Maqroll el Gaviero es el doble de Álvaro Mutis como la sombra puede ser
el doble de la luz.
El escritor ejerció extraños oficios para un
poeta: representante de compañías petroleras y luego de los grandes
estudios de Hollywood, y entre otros trabajos también dio su voz al
doblaje al castellano de Los Intocables. En cuanto a Maqroll, aparece
desde los primeros poemas, al comienzo sin ser nombrado, como narrador
de aventuras improbables, como ese “Vigía” fechado en 1948 donde lo
vemos manejando un tren de vagones amarillo canario, que rueda una vez
al año, y transporta en varios meses su pasajeros desde las altas
planicies heladas hasta las tierras calientes, a través de cafetales y
bosques de eucaliptos. “Improbable”… palabra que regresa seguido bajo la
pluma de Álvaro Mutis. Es el curso de toda una vida y su desorden
irresistible que ello conlleva. El orden sólo existe en los dos
extremos: en el recuerdo de la infancia perdida y en la aceptación de la
muerte que vuelve todo “irremediablemente” (otra palabra recurrente)
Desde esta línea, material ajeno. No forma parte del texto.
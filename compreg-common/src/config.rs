//! Pipeline configuration loading
//!
//! Configuration file resolution priority:
//! 1. Command-line argument (highest priority)
//! 2. `COMPREG_CONFIG` environment variable
//! 3. User config file (`~/.config/compreg/config.toml`)
//! 4. Compiled defaults (fallback)
//!
//! A missing config file never terminates startup: the resolver logs a warning
//! and continues with compiled defaults. An explicitly named file that does not
//! exist is an error.

use crate::{Error, Result};
use serde::{Deserialize, Serialize};
use std::path::{Path, PathBuf};
use tracing::{info, warn};

/// Environment variable naming the config file
pub const CONFIG_ENV_VAR: &str = "COMPREG_CONFIG";
/// Environment override for the shared CMS store URL
pub const SHARED_DATABASE_URL_ENV_VAR: &str = "COMPREG_SHARED_DATABASE_URL";
/// Environment override for the output root folder
pub const OUTPUT_ROOT_ENV_VAR: &str = "COMPREG_OUTPUT_ROOT";

/// Upper bound on connections per isolated tenant pool
pub const MAX_ISOLATED_CONNECTIONS: u32 = 5;

/// Default anchor: an exported object literal opening on its own line,
/// e.g. `export const generatedComponents = {`
pub const DEFAULT_ANCHOR_PATTERN: &str =
    r"^\s*export\s+(?:default\s+)?(?:const|let|var)\s+[A-Za-z_$][\w$]*(?:\s*:\s*[^=]+)?\s*=\s*\{\s*$";

/// Complete pipeline configuration (TOML file layout)
#[derive(Debug, Clone, Default, Serialize, Deserialize, PartialEq)]
#[serde(default)]
pub struct PipelineConfig {
    pub database: DatabaseConfig,
    pub isolated_pool: IsolatedPoolConfig,
    pub paths: OutputPaths,
    pub patcher: PatcherConfig,
    pub logging: LoggingConfig,
}

/// Shared CMS store settings
#[derive(Debug, Clone, Serialize, Deserialize, PartialEq)]
#[serde(default)]
pub struct DatabaseConfig {
    /// SQLite URL of the shared CMS store
    pub shared_url: String,
    /// Create the tenant/layout tables when missing (development stores only)
    pub create_schema: bool,
}

impl Default for DatabaseConfig {
    fn default() -> Self {
        Self {
            shared_url: "sqlite://cms.db?mode=ro".to_string(),
            create_schema: false,
        }
    }
}

/// Connection limits for short-lived isolated tenant pools
#[derive(Debug, Clone, Serialize, Deserialize, PartialEq)]
#[serde(default)]
pub struct IsolatedPoolConfig {
    pub max_connections: u32,
    pub connect_timeout_secs: u64,
    pub idle_timeout_secs: u64,
}

impl Default for IsolatedPoolConfig {
    fn default() -> Self {
        Self {
            max_connections: MAX_ISOLATED_CONNECTIONS,
            connect_timeout_secs: 10,
            idle_timeout_secs: 30,
        }
    }
}

/// Output locations; relative paths resolve against `root`
#[derive(Debug, Clone, Serialize, Deserialize, PartialEq)]
#[serde(default)]
pub struct OutputPaths {
    pub root: PathBuf,
    pub registry_dir: PathBuf,
    pub artifact_dir: PathBuf,
    pub index_file: PathBuf,
    pub reports_dir: PathBuf,
}

impl Default for OutputPaths {
    fn default() -> Self {
        Self {
            root: PathBuf::from("."),
            registry_dir: PathBuf::from("registry/components"),
            artifact_dir: PathBuf::from("src/components/generated"),
            index_file: PathBuf::from("src/components/generated/index.ts"),
            reports_dir: PathBuf::from("reports"),
        }
    }
}

impl OutputPaths {
    /// All paths rooted at `root`, everything else at its default
    pub fn under(root: impl Into<PathBuf>) -> Self {
        Self {
            root: root.into(),
            ..Self::default()
        }
    }

    fn resolve(&self, path: &Path) -> PathBuf {
        if path.is_absolute() {
            path.to_path_buf()
        } else {
            self.root.join(path)
        }
    }

    pub fn registry_dir(&self) -> PathBuf {
        self.resolve(&self.registry_dir)
    }

    pub fn artifact_dir(&self) -> PathBuf {
        self.resolve(&self.artifact_dir)
    }

    pub fn index_file(&self) -> PathBuf {
        self.resolve(&self.index_file)
    }

    pub fn reports_dir(&self) -> PathBuf {
        self.resolve(&self.reports_dir)
    }
}

/// Generated registry index patching settings
#[derive(Debug, Clone, Serialize, Deserialize, PartialEq)]
#[serde(default)]
pub struct PatcherConfig {
    /// Module path prefix for new import statements
    pub import_prefix: String,
    /// Regex matching the structural anchor line
    pub anchor_pattern: String,
}

impl Default for PatcherConfig {
    fn default() -> Self {
        Self {
            import_prefix: "./".to_string(),
            anchor_pattern: DEFAULT_ANCHOR_PATTERN.to_string(),
        }
    }
}

/// Logging configuration
#[derive(Debug, Clone, Serialize, Deserialize, PartialEq)]
#[serde(default)]
pub struct LoggingConfig {
    /// Default filter directive when RUST_LOG is unset
    pub level: String,
}

impl Default for LoggingConfig {
    fn default() -> Self {
        Self {
            level: "info".to_string(),
        }
    }
}

impl PipelineConfig {
    /// Parse configuration from TOML text
    pub fn from_toml_str(content: &str) -> Result<Self> {
        toml::from_str(content).map_err(|e| Error::Config(format!("Parse TOML failed: {}", e)))
    }

    /// Read and parse a TOML config file
    pub fn from_file(path: &Path) -> Result<Self> {
        let content = std::fs::read_to_string(path)
            .map_err(|e| Error::Config(format!("Read {} failed: {}", path.display(), e)))?;
        Self::from_toml_str(&content)
    }

    /// Apply `COMPREG_*` environment overrides
    pub fn apply_env_overrides(&mut self) {
        if let Ok(url) = std::env::var(SHARED_DATABASE_URL_ENV_VAR) {
            if !url.trim().is_empty() {
                info!("Shared database URL overridden from {}", SHARED_DATABASE_URL_ENV_VAR);
                self.database.shared_url = url;
            }
        }
        if let Ok(root) = std::env::var(OUTPUT_ROOT_ENV_VAR) {
            if !root.trim().is_empty() {
                info!("Output root overridden from {}", OUTPUT_ROOT_ENV_VAR);
                self.paths.root = PathBuf::from(root);
            }
        }
    }

    /// Reject settings the pipeline cannot honour
    pub fn validate(&self) -> Result<()> {
        let pool = &self.isolated_pool;
        if pool.max_connections == 0 || pool.max_connections > MAX_ISOLATED_CONNECTIONS {
            return Err(Error::Config(format!(
                "isolated_pool.max_connections must be between 1 and {} (got {})",
                MAX_ISOLATED_CONNECTIONS, pool.max_connections
            )));
        }
        if pool.connect_timeout_secs == 0 {
            return Err(Error::Config(
                "isolated_pool.connect_timeout_secs must be positive".to_string(),
            ));
        }
        if self.database.shared_url.trim().is_empty() {
            return Err(Error::Config("database.shared_url is empty".to_string()));
        }
        if self.patcher.anchor_pattern.trim().is_empty() {
            return Err(Error::Config("patcher.anchor_pattern is empty".to_string()));
        }
        Ok(())
    }
}

/// Locates and loads the pipeline configuration
pub struct ConfigResolver {
    cli_path: Option<PathBuf>,
}

impl ConfigResolver {
    pub fn new(cli_path: Option<PathBuf>) -> Self {
        Self { cli_path }
    }

    /// Config file path by priority, or None when only defaults apply
    ///
    /// The boolean is true when the path was named explicitly (CLI or ENV).
    pub fn config_path(&self) -> Option<(PathBuf, bool)> {
        // Priority 1: Command-line argument
        if let Some(path) = &self.cli_path {
            return Some((path.clone(), true));
        }

        // Priority 2: Environment variable
        if let Ok(path) = std::env::var(CONFIG_ENV_VAR) {
            if !path.trim().is_empty() {
                return Some((PathBuf::from(path), true));
            }
        }

        // Priority 3: User config file
        dirs::config_dir()
            .map(|d| d.join("compreg").join("config.toml"))
            .map(|p| (p, false))
    }

    /// Load configuration, then apply ENV overrides and validate
    pub fn load(&self) -> Result<PipelineConfig> {
        let mut config = match self.config_path() {
            Some((path, _)) if path.exists() => {
                info!("Loading configuration from {}", path.display());
                PipelineConfig::from_file(&path)?
            }
            Some((path, true)) => {
                return Err(Error::Config(format!(
                    "Config file not found: {}",
                    path.display()
                )));
            }
            Some((path, false)) => {
                warn!(
                    "No config file at {}; using compiled defaults",
                    path.display()
                );
                PipelineConfig::default()
            }
            None => {
                warn!("Could not determine config directory; using compiled defaults");
                PipelineConfig::default()
            }
        };

        // Priority 4 (implicit): serde defaults fill any missing keys
        config.apply_env_overrides();
        config.validate()?;
        Ok(config)
    }
}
ilusorio. Maqroll navega desde una a la otra, perdiéndose en el mar, en
los pantanos de los estuarios, en los tugurios de los puertos, en el
fondo de las minas que lo envuelven como un útero, para allí extraer
algunas razones de sobrevivir a la espera del último encuentro:
“Cada poema un pájaro que huye
Del sitio señalado por la plaga…
cada poema un paso hacia la muerte…
cada poema un estruendo
de lienzos que derrumban
sobre el rugir helado de las aguas…
cada poema esparce sobre el mundo
el agrio cereal de la agonía.”
Los
niños se inventan amigos imaginarios para conversar y jugar con ellos:
Borges contó que los suyos se llamaban Kilo y Moulin. Habitualmente,
esos personajes desaparecen con “la edad de la razón”. Por suerte para
sus lectores, Álvaro Mutis no alcanzó jamás la edad de la razón. Es una
suerte que su compañero de sueños sea fundamentalmente razonable, por su
filosofía de la existencia, por su humilde sumisión a los designios de
un destino siempre imprevisible, de donde él destila un orgullo
soberano. De poema en poema, durante cuarenta años, y luego a partir de
los años 80 de novela en novela (cada novela parte de imágenes poéticas
para engarzarlas con el hilo de la narración), Maqroll se volvió tan
real que, sostiene su autor, ha terminado por escapar a su control:
quizás es para hacerlo entrar en razones que últimamente hizo irrumpir
en primer plano el personaje de Abdul Bashur “soñador de navíos”, álter
ego de Maqroll como Maqroll lo es de Álvaro Mutis, y que urde “golpes
bajos” y extraños tráficos entre tapices y armas, con una astucia
oriental y que cada vez hace naufragar con corazón demasiado generoso.
Y
para confundir las pistas de forma definitiva, he aquí que Álvaro Mutis
se dejó crecer un bigote que le da un aire ligeramente levantino, al
extremo que algunos de sus amigos comenzaron a llamarlo Abdul.
A
veces le comentó a Álvaro Mutis que, de tanto desesperar del mundo y de
tanto soñar la belleza de un orden ideal y maravilloso él da prueba, por
ello mismo y en el núcleo del más negro pesimismo, de una singular
forma de optimismo, persistiendo en creer contra viento y marea en la
existencia, en un tiempo y un espacio desconocidos de los hombres y
esperado por todos, de esa belleza y de ese orden. Como Maqroll
“alimentado por la savia de su desdicha”, como todos los grandes
vencidos que él evoca Álvaro Mutis aprendió a no perder ninguna de las
minúsculas felicidades del cotidiano.
En su relato de la muerte
de Pouchkine, él evoca la última visión del poeta en su lecho de agonía:
la piel límpida y fresca de la mujer amada que le recuerda los orígenes
de su infancia y su tierra natal, “su tierra de milagros, de hazañas,
de bosque infinitos de iglesias de cúpulas doradas”. Pouchkine, Alar
l’Yllyrien de la “Muerte del estratega”, Bolívar de “Ultimo rostro”,
Maximiliano, todo esos vencidos irremediables, soberbios en su
desamparo, conocen, como Maqroll el Gaviero, esos instantes de
“vertiginosa lucidez”. ¿Habría entonces que imaginar un Maqroll feliz?
Con su risa olímpica Álvaro Mutis despacha la pregunta.